SIGSEGV happens over once a day

Richard Yen <richyen@xxxxxxxxxxxxxx> · Thu, 11 May 2006 12:07:04 -0700

Hi all,

I'm experiencing signal 11 (segmentation fault) failures on the  
master node of a 3-node Slony-I cluster.  In the past week, we've  
averaged a little more than one segfault per day (11 times in the  
past 10, including today).  Any ideas what's going on?

Would anyone know how to track this issue?

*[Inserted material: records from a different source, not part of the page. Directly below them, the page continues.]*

//! Course repository
//!
//! Courses plus the instructor assignment table. Listing joins in the
//! instructor and student counts in a single query.

use chrono::{DateTime, Utc};
use lms_core::models::{NewCourse, Role};
use sqlx::{FromRow, SqlitePool};

use super::{unique_or, DbError, User};

/// Course record from database
#[derive(Debug, Clone, FromRow)]
pub struct Course {
    pub id: i64,
    pub code: String,
    pub title: String,
    pub description: Option<String>,
    pub created_at: DateTime<Utc>,
}

/// Course with membership counts for list pages
#[derive(Debug, Clone, FromRow)]
pub struct CourseSummary {
    pub id: i64,
    pub code: String,
    pub title: String,
    pub description: Option<String>,
    pub created_at: DateTime<Utc>,
    pub instructor_count: i64,
    pub student_count: i64,
}

const SUMMARY_SELECT: &str = r#"
    SELECT
        c.id,
        c.code,
        c.title,
        c.description,
        c.created_at,
        (SELECT COUNT(*) FROM course_instructors ci WHERE ci.course_id = c.id) AS instructor_count,
        (SELECT COUNT(*) FROM enrollments e WHERE e.course_id = c.id) AS student_count
    FROM courses c
"#;

/// Course repository
pub struct CourseRepo<'a> {
    pool: &'a SqlitePool,
}

impl<'a> CourseRepo<'a> {
    pub fn new(pool: &'a SqlitePool) -> Self {
        Self { pool }
    }

    /// Create a course. A taken code is a `Conflict`.
    pub async fn create(&self, course: &NewCourse) -> Result<Course, DbError> {
        sqlx::query_as::<_, Course>(
            r#"
            INSERT INTO courses (code, title, description, created_at)
            VALUES ($1, $2, $3, $4)
            RETURNING id, code, title, description, created_at
            "#,
        )
        .bind(course.code.as_str())
        .bind(course.title.as_str())
        .bind(course.description.as_ref().map(|d| d.as_str()))
        .bind(Utc::now())
        .fetch_one(self.pool)
        .await
        .map_err(|e| unique_or(e, format!("course code '{}' already exists", course.code.as_str())))
    }

    pub async fn get(&self, id: i64) -> Result<Course, DbError> {
        sqlx::query_as::<_, Course>(
            "SELECT id, code, title, description, created_at FROM courses WHERE id = $1",
        )
        .bind(id)
        .fetch_optional(self.pool)
        .await?
        .ok_or_else(|| DbError::not_found("course", id))
    }

    /// Every course, by code.
    pub async fn list_all(&self) -> Result<Vec<CourseSummary>, DbError> {
        let sql = format!("{SUMMARY_SELECT} ORDER BY c.code");
        Ok(sqlx::query_as::<_, CourseSummary>(&sql)
            .fetch_all(self.pool)
            .await?)
    }

    /// Courses an instructor is assigned to.
    pub async fn list_for_instructor(&self, instructor_id: i64) -> Result<Vec<CourseSummary>, DbError> {
        let sql = format!(
            "{SUMMARY_SELECT}
             JOIN course_instructors mine ON mine.course_id = c.id AND mine.instructor_id = $1
             ORDER BY c.code"
        );
        Ok(sqlx::query_as::<_, CourseSummary>(&sql)
            .bind(instructor_id)
            .fetch_all(self.pool)
            .await?)
    }

    /// Courses a student is enrolled in.
    pub async fn list_for_student(&self, student_id: i64) -> Result<Vec<CourseSummary>, DbError> {
        let sql = format!(
            "{SUMMARY_SELECT}
             JOIN enrollments mine ON mine.course_id = c.id AND mine.student_id = $1
             ORDER BY c.code"
        );
        Ok(sqlx::query_as::<_, CourseSummary>(&sql)
            .bind(student_id)
            .fetch_all(self.pool)
            .await?)
    }

    /// Delete a course and everything under it.
    ///
    /// Returns the stored upload names that belonged to the course so the
    /// caller can remove the files.
    pub async fn delete(&self, id: i64) -> Result<Vec<String>, DbError> {
        let mut tx = self.pool.begin().await?;

        let files: Vec<(String,)> = sqlx::query_as(
            r#"
            SELECT stored_name FROM materials
            WHERE course_id = $1 AND stored_name IS NOT NULL
            UNION ALL
            SELECT s.stored_name FROM submissions s
            JOIN assignments a ON a.id = s.assignment_id
            WHERE a.course_id = $1 AND s.stored_name IS NOT NULL
            "#,
        )
        .bind(id)
        .fetch_all(&mut *tx)
        .await?;

        let result = sqlx::query("DELETE FROM courses WHERE id = $1")
            .bind(id)
            .execute(&mut *tx)
            .await?;

        if result.rows_affected() == 0 {
            return Err(DbError::not_found("course", id));
        }

        tx.commit().await?;
        Ok(files.into_iter().map(|(name,)| name).collect())
    }

    /// Assign an instructor to a course. Assigning twice is a no-op.
    ///
    /// The user must exist and hold the instructor role.
    pub async fn assign_instructor(&self, course_id: i64, user_id: i64) -> Result<(), DbError> {
        let mut tx = self.pool.begin().await?;

        let course_exists: (bool,) =
            sqlx::query_as("SELECT EXISTS(SELECT 1 FROM courses WHERE id = $1)")
                .bind(course_id)
                .fetch_one(&mut *tx)
                .await?;
        if !course_exists.0 {
            return Err(DbError::not_found("course", course_id));
        }

        let role: Option<(String,)> = sqlx::query_as("SELECT role FROM users WHERE id = $1")
            .bind(user_id)
            .fetch_optional(&mut *tx)
            .await?;
        match role {
            None => return Err(DbError::not_found("user", user_id)),
            Some((role,)) if role != Role::Instructor.as_str() => {
                return Err(DbError::conflict("only instructors can be assigned to a course"));
            }
            Some(_) => {}
        }

        sqlx::query(
            r#"
            INSERT INTO course_instructors (course_id, instructor_id, assigned_at)
            VALUES ($1, $2, $3)
            ON CONFLICT (course_id, instructor_id) DO NOTHING
            "#,
        )
        .bind(course_id)
        .bind(user_id)
        .bind(Utc::now())
        .execute(&mut *tx)
        .await?;

        tx.commit().await?;
        Ok(())
    }

    /// Remove an instructor from a course. Returns whether a row was removed.
    pub async fn unassign_instructor(&self, course_id: i64, user_id: i64) -> Result<bool, DbError> {
        let result = sqlx::query(
            "DELETE FROM course_instructors WHERE course_id = $1 AND instructor_id = $2",
        )
        .bind(course_id)
        .bind(user_id)
        .execute(self.pool)
        .await?;
        Ok(result.rows_affected() > 0)
    }

    pub async fn instructors(&self, course_id: i64) -> Result<Vec<User>, DbError> {
        Ok(sqlx::query_as::<_, User>(
            r#"
            SELECT u.id, u.username, u.password, u.role, u.name, u.email, u.phone_nr, u.age, u.created_at
            FROM users u
            JOIN course_instructors ci ON ci.instructor_id = u.id
            WHERE ci.course_id = $1
            ORDER BY u.username
            "#,
        )
        .bind(course_id)
        .fetch_all(self.pool)
        .await?)
    }

    pub async fn is_instructor(&self, course_id: i64, user_id: i64) -> Result<bool, DbError> {
        let (exists,): (bool,) = sqlx::query_as(
            "SELECT EXISTS(SELECT 1 FROM course_instructors WHERE course_id = $1 AND instructor_id = $2)",
        )
        .bind(course_id)
        .bind(user_id)
        .fetch_one(self.pool)
        .await?;
        Ok(exists)
    }
}

#[cfg(test)]
mod tests {
    use super::*;
    use crate::db::repos::{fixtures, EnrollmentRepo};

    #[tokio::test]
    async fn create_uppercases_and_rejects_duplicates() {
        let pool = fixtures::pool().await;
        let repo = CourseRepo::new(&pool);

        let course = repo
            .create(&fixtures::new_course("cs-101", "Intro"))
            .await
            .unwrap();
        assert_eq!(course.code, "CS-101");

        let err = repo
            .create(&fixtures::new_course("CS-101", "Again"))
            .await
            .unwrap_err();
        assert!(matches!(err, DbError::Conflict { .. }));
    }

    #[tokio::test]
    async fn list_all_counts_members() {
        let pool = fixtures::pool().await;
        let course = fixtures::course(&pool, "BIO-1").await;
        fixtures::course(&pool, "ART-1").await;
        let teacher = fixtures::user(&pool, "teach", "instructor").await;
        let s1 = fixtures::user(&pool, "stu1", "student").await;
        let s2 = fixtures::user(&pool, "stu2", "student").await;

        let repo = CourseRepo::new(&pool);
        repo.assign_instructor(course.id, teacher.id).await.unwrap();
        EnrollmentRepo::new(&pool).enroll(course.id, s1.id).await.unwrap();
        EnrollmentRepo::new(&pool).enroll(course.id, s2.id).await.unwrap();

        let all = repo.list_all().await.unwrap();
        assert_eq!(all.len(), 2);
        assert_eq!(all[0].code, "ART-1");
        assert_eq!(all[1].instructor_count, 1);
        assert_eq!(all[1].student_count, 2);
    }

    #[tokio::test]
    async fn assign_is_idempotent_and_scoped() {
        let pool = fixtures::pool().await;
        let course = fixtures::course(&pool, "CS-1").await;
        let other = fixtures::course(&pool, "CS-2").await;
        let teacher = fixtures::user(&pool, "teach", "instructor").await;

        let repo = CourseRepo::new(&pool);
        repo.assign_instructor(course.id, teacher.id).await.unwrap();
        repo.assign_instructor(course.id, teacher.id).await.unwrap();

        assert_eq!(repo.instructors(course.id).await.unwrap().len(), 1);
        assert!(repo.is_instructor(course.id, teacher.id).await.unwrap());
        assert!(!repo.is_instructor(other.id, teacher.id).await.unwrap());

        let mine = repo.list_for_instructor(teacher.id).await.unwrap();
        assert_eq!(mine.len(), 1);
        assert_eq!(mine[0].id, course.id);
    }

    #[tokio::test]
    async fn only_instructors_can_be_assigned() {
        let pool = fixtures::pool().await;
        let course = fixtures::course(&pool, "CS-1").await;
        let student = fixtures::user(&pool, "stu", "student").await;

        let err = CourseRepo::new(&pool)
            .assign_instructor(course.id, student.id)
            .await
            .unwrap_err();
        assert!(matches!(err, DbError::Conflict { .. }));

        let err = CourseRepo::new(&pool)
            .assign_instructor(course.id, 999)
            .await
            .unwrap_err();
        assert!(matches!(err, DbError::NotFound { resource: "user", .. }));
    }

    #[tokio::test]
    async fn unassign_reports_removal() {
        let pool = fixtures::pool().await;
        let course = fixtures::course(&pool, "CS-1").await;
        let teacher = fixtures::user(&pool, "teach", "instructor").await;

        let repo = CourseRepo::new(&pool);
        repo.assign_instructor(course.id, teacher.id).await.unwrap();
        assert!(repo.unassign_instructor(course.id, teacher.id).await.unwrap());
        assert!(!repo.unassign_instructor(course.id, teacher.id).await.unwrap());
    }

    #[tokio::test]
    async fn delete_cascades_and_reports_missing() {
        let pool = fixtures::pool().await;
        let course = fixtures::course(&pool, "CS-1").await;
        let teacher = fixtures::user(&pool, "teach", "instructor").await;

        let repo = CourseRepo::new(&pool);
        repo.assign_instructor(course.id, teacher.id).await.unwrap();
        assert!(repo.delete(course.id).await.unwrap().is_empty());
        assert!(repo.list_for_instructor(teacher.id).await.unwrap().is_empty());

        let err = repo.delete(course.id).await.unwrap_err();
        assert!(matches!(err, DbError::NotFound { .. }));
    }
}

Don't know if attaching log output might help, but it's very similar  
to the following (the responses to those threads didn't help us,  
though):
http://archives.postgresql.org/pgsql-general/2004-06/msg01204.php
http://www.thescripts.com/forum/thread422225.html

Here's the machine where postgres is faulting:
db1 (Dell 6650):
master Slony-I node
postgreSQL version: 7.4.6
OS: Debian Linux 3.1
CPU: Xeon 4 X 2.5GHz
RAM: 8 GB
DISK:
     / 4 x 18 GB drive: raid 10
     /db/data/base 12 x 36 GB: raid 10
     /db/data/pg_xlog 2 x 73 GB: raid 1

The other two machines don't die, but they're set up pretty much the  
same way.  The only difference is that db2 is running 8.1.3.

So what seems odd to me is that db1 and db3 are pretty much identical  
(db3 has a 1.40GHz Xeon instead of a 2.5GHz, and some RAM  
differences), yet postgres dies all the time on db1, but has yet to  
die on db2 or db3, so I'm guessing maybe it's an UPDATE/INSERT/etc.?

Everything was running fine until last Tuesday, when this happened.   
We've created no new stored procedures, made no changes, or anything  
of the sort.

We've rebooted the db1 machine, but to no avail.  Any other suggestions?

Let me know if you need other info...

Any help would be greatly appreciated!
--Richard